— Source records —

*-*-*

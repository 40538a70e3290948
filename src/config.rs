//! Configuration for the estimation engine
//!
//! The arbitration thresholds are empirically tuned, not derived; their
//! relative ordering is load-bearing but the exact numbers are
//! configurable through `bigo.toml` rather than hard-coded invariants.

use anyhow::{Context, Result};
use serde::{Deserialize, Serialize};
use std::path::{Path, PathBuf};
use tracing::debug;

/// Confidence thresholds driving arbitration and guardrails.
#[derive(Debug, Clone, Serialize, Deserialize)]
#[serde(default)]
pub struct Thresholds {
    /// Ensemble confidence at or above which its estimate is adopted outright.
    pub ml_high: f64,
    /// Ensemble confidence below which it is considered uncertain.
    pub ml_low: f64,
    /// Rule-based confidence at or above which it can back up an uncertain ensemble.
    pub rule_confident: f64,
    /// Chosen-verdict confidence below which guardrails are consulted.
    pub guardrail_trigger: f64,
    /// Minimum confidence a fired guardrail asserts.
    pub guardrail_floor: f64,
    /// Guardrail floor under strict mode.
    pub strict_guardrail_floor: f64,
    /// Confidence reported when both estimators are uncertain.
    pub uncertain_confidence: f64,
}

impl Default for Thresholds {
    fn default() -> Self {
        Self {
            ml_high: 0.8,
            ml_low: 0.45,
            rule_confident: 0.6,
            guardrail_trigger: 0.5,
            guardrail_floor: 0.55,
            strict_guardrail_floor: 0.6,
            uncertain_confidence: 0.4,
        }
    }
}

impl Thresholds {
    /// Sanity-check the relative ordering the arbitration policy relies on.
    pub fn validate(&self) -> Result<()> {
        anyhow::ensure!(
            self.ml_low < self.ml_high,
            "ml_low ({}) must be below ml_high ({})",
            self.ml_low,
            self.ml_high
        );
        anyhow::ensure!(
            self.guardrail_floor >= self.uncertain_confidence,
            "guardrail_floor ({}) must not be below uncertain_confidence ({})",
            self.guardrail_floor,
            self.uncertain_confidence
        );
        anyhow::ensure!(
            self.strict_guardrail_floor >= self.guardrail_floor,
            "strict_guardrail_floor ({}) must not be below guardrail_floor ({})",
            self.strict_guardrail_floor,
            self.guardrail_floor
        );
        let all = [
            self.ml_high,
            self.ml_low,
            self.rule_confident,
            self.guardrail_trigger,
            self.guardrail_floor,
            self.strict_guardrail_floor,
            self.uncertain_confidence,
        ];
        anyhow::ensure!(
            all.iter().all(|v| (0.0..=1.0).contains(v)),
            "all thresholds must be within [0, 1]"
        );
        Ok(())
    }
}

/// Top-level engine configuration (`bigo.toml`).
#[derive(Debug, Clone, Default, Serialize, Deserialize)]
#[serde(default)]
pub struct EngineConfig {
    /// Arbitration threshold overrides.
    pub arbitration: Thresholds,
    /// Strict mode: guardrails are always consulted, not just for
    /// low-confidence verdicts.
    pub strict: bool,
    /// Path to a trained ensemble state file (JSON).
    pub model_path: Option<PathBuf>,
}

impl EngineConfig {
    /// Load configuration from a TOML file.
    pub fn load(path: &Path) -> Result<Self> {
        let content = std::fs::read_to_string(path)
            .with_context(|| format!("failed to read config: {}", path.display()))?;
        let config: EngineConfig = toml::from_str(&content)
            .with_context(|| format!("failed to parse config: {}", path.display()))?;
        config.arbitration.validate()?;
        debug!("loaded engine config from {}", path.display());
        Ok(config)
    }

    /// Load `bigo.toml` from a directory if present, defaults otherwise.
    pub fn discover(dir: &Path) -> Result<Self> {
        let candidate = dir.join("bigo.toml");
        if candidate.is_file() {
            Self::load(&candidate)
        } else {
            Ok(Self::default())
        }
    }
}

*-*-*

— TO DO —
Give again each line shown above, keeping every word as it is.

— RESULT OF THIS TASK —
repository 40538a70e3290948
filename src/config.rs
//! Configuration for the estimation engine
//!
//! The arbitration thresholds are empirically tuned, not derived; their
//! relative ordering is load-bearing but the exact numbers are
//! configurable through `bigo.toml` rather than hard-coded invariants.

use anyhow::{Context, Result};
use serde::{Deserialize, Serialize};
use std::path::{Path, PathBuf};
use tracing::debug;

/// Confidence thresholds driving arbitration and guardrails.
#[derive(Debug, Clone, Serialize, Deserialize)]
#[serde(default)]
pub struct Thresholds {
    /// Ensemble confidence at or above which its estimate is adopted outright.
    pub ml_high: f64,
    /// Ensemble confidence below which it is considered uncertain.
    pub ml_low: f64,
    /// Rule-based confidence at or above which it can back up an uncertain ensemble.
    pub rule_confident: f64,
    /// Chosen-verdict confidence below which guardrails are consulted.
    pub guardrail_trigger: f64,
    /// Minimum confidence a fired guardrail asserts.
    pub guardrail_floor: f64,
    /// Guardrail floor under strict mode.
    pub strict_guardrail_floor: f64,
    /// Confidence reported when both estimators are uncertain.
    pub uncertain_confidence: f64,
}

impl Default for Thresholds {
    fn default() -> Self {
        Self {
            ml_high: 0.8,
            ml_low: 0.45,
            rule_confident: 0.6,
            guardrail_trigger: 0.5,
            guardrail_floor: 0.55,
            strict_guardrail_floor: 0.6,
            uncertain_confidence: 0.4,
        }
    }
}

impl Thresholds {
    /// Sanity-check the relative ordering the arbitration policy relies on.
    pub fn validate(&self) -> Result<()> {
        anyhow::ensure!(
            self.ml_low < self.ml_high,
            "ml_low ({}) must be below ml_high ({})",
            self.ml_low,
            self.ml_high
        );
        anyhow::ensure!(
            self.guardrail_floor >= self.uncertain_confidence,
            "guardrail_floor ({}) must not be below uncertain_confidence ({})",
            self.guardrail_floor,
            self.uncertain_confidence
        );
        anyhow::ensure!(
            self.strict_guardrail_floor >= self.guardrail_floor,
            "strict_guardrail_floor ({}) must not be below guardrail_floor ({})",
            self.strict_guardrail_floor,
            self.guardrail_floor
        );
        let all = [
            self.ml_high,
            self.ml_low,
            self.rule_confident,
            self.guardrail_trigger,
            self.guardrail_floor,
            self.strict_guardrail_floor,
            self.uncertain_confidence,
        ];
        anyhow::ensure!(
            all.iter().all(|v| (0.0..=1.0).contains(v)),
            "all thresholds must be within [0, 1]"
        );
        Ok(())
    }
}

/// Top-level engine configuration (`bigo.toml`).
#[derive(Debug, Clone, Default, Serialize, Deserialize)]
#[serde(default)]
pub struct EngineConfig {
    /// Arbitration threshold overrides.
    pub arbitration: Thresholds,
    /// Strict mode: guardrails are always consulted, not just for
    /// low-confidence verdicts.
    pub strict: bool,
    /// Path to a trained ensemble state file (JSON).
    pub model_path: Option<PathBuf>,
}

impl EngineConfig {
    /// Load configuration from a TOML file.
    pub fn load(path: &Path) -> Result<Self> {
        let content = std::fs::read_to_string(path)
            .with_context(|| format!("failed to read config: {}", path.display()))?;
        let config: EngineConfig = toml::from_str(&content)
            .with_context(|| format!("failed to parse config: {}", path.display()))?;
        config.arbitration.validate()?;
        debug!("loaded engine config from {}", path.display());
        Ok(config)
    }

    /// Load `bigo.toml` from a directory if present, defaults otherwise.
    pub fn discover(dir: &Path) -> Result<Self> {
        let candidate = dir.join("bigo.toml");
        if candidate.is_file() {
            Self::load(&candidate)
        } else {
            Ok(Self::default())
        }
    }
}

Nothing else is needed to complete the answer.